Aim of the task.
Count the lines below that include the word "physics" and write that number alone.

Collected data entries

- - -

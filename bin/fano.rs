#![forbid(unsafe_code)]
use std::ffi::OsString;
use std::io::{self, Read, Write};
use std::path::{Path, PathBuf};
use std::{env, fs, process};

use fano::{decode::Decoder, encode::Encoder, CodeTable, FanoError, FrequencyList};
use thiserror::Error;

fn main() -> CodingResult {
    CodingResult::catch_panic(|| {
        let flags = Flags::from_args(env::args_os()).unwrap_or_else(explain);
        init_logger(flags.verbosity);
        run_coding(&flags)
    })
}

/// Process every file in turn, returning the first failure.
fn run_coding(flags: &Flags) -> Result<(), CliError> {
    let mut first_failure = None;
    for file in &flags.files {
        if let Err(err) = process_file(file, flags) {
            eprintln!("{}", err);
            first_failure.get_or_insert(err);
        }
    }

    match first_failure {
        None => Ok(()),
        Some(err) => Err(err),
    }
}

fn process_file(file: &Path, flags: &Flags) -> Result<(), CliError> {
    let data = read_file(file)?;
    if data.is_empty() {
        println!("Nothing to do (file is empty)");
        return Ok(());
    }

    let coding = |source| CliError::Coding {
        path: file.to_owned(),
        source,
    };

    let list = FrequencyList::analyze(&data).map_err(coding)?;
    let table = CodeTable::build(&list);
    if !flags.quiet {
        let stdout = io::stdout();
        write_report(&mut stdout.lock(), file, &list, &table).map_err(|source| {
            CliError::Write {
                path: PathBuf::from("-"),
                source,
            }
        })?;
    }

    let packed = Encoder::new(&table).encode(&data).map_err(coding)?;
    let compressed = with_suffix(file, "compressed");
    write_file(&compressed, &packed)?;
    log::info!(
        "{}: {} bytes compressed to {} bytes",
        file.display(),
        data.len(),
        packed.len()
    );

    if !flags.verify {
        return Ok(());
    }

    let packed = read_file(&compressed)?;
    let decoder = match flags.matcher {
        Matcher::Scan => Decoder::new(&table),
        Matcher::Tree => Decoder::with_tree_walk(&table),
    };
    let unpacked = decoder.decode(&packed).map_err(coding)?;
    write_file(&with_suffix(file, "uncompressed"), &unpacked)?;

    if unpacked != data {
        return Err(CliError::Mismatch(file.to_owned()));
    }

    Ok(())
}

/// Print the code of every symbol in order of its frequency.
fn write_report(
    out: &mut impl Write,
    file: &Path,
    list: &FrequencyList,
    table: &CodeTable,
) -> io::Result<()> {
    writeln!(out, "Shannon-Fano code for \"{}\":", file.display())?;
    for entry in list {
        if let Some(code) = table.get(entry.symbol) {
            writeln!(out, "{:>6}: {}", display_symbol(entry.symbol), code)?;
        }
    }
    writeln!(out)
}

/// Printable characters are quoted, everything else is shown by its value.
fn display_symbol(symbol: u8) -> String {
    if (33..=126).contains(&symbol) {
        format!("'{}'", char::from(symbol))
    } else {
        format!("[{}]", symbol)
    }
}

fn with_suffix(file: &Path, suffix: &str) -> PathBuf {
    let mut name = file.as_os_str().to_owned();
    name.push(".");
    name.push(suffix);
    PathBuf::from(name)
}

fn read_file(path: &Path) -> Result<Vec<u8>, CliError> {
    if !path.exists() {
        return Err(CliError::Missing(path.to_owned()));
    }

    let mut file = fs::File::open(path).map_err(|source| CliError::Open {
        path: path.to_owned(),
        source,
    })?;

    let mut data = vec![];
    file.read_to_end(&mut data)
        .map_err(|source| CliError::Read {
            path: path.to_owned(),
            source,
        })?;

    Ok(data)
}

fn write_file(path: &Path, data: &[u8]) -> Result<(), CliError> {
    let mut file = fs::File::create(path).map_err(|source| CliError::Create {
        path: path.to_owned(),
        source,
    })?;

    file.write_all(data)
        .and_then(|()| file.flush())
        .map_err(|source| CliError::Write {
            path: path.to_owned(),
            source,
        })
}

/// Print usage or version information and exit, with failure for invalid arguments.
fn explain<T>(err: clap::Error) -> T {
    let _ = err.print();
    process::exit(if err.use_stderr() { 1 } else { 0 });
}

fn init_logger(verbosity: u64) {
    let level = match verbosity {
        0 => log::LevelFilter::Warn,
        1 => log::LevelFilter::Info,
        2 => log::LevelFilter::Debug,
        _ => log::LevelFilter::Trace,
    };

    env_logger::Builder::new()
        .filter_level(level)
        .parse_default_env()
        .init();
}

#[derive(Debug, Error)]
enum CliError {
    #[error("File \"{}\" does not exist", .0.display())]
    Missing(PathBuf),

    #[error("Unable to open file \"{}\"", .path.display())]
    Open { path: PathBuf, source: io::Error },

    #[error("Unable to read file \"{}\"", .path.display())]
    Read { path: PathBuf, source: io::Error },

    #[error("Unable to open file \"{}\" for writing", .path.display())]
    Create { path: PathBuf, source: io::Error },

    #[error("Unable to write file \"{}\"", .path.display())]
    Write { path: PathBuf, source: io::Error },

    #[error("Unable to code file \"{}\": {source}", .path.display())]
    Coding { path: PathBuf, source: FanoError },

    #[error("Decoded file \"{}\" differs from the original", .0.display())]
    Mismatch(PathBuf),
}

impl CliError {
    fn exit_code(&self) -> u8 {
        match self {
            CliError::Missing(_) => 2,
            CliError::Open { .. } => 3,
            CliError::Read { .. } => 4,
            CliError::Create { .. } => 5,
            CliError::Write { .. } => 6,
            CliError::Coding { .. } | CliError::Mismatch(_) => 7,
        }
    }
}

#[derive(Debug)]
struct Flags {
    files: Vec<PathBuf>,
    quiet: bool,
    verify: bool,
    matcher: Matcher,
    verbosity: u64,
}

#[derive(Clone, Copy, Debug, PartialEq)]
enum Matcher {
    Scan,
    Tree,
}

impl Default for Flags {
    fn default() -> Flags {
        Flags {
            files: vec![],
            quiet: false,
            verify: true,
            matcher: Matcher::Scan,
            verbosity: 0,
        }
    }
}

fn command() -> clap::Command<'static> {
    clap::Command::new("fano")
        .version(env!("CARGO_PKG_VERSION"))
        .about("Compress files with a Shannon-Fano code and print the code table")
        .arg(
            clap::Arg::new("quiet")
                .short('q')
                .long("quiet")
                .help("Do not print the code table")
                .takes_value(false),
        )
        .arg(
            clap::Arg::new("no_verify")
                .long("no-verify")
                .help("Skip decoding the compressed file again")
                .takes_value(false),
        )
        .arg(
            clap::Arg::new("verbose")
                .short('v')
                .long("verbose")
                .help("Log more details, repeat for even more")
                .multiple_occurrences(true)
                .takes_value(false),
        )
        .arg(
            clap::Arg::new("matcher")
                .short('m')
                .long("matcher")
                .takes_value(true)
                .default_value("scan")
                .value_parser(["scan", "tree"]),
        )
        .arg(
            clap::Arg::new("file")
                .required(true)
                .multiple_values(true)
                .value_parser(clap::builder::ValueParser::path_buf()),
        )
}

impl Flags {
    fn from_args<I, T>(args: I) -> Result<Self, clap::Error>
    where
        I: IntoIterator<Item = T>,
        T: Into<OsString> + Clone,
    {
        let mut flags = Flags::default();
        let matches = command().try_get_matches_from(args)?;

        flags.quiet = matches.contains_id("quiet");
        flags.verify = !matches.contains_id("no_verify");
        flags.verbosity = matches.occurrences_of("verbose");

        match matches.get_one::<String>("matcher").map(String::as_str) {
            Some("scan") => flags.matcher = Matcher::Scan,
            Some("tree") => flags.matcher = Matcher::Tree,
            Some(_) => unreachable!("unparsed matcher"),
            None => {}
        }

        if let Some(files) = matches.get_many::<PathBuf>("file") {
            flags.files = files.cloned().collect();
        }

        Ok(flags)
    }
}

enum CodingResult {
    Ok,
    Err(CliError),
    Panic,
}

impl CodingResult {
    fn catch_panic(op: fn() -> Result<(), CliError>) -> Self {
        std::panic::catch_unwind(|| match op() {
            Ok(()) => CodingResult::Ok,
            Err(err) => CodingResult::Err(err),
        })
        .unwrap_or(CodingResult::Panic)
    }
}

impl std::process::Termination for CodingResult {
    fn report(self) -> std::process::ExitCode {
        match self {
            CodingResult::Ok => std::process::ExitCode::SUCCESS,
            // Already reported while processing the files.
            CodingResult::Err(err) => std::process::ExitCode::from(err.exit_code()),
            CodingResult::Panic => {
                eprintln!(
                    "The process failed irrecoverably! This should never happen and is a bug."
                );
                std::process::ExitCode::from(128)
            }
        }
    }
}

- - -

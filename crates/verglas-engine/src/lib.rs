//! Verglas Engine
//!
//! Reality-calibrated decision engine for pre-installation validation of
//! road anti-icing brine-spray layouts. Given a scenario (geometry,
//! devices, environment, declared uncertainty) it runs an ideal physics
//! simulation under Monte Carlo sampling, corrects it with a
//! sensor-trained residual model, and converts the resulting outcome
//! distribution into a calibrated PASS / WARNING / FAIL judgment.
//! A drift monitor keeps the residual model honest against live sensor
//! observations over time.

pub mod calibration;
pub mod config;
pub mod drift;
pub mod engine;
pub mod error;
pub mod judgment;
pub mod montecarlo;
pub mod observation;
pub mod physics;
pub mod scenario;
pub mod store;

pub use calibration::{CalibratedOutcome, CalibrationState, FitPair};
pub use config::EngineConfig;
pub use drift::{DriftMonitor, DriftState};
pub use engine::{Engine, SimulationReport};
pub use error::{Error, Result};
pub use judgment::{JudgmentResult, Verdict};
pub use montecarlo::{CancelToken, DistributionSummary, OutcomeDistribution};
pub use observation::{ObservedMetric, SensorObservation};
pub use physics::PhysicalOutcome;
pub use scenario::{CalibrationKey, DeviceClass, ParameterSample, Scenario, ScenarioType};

- - -

Solution to the exercise.
3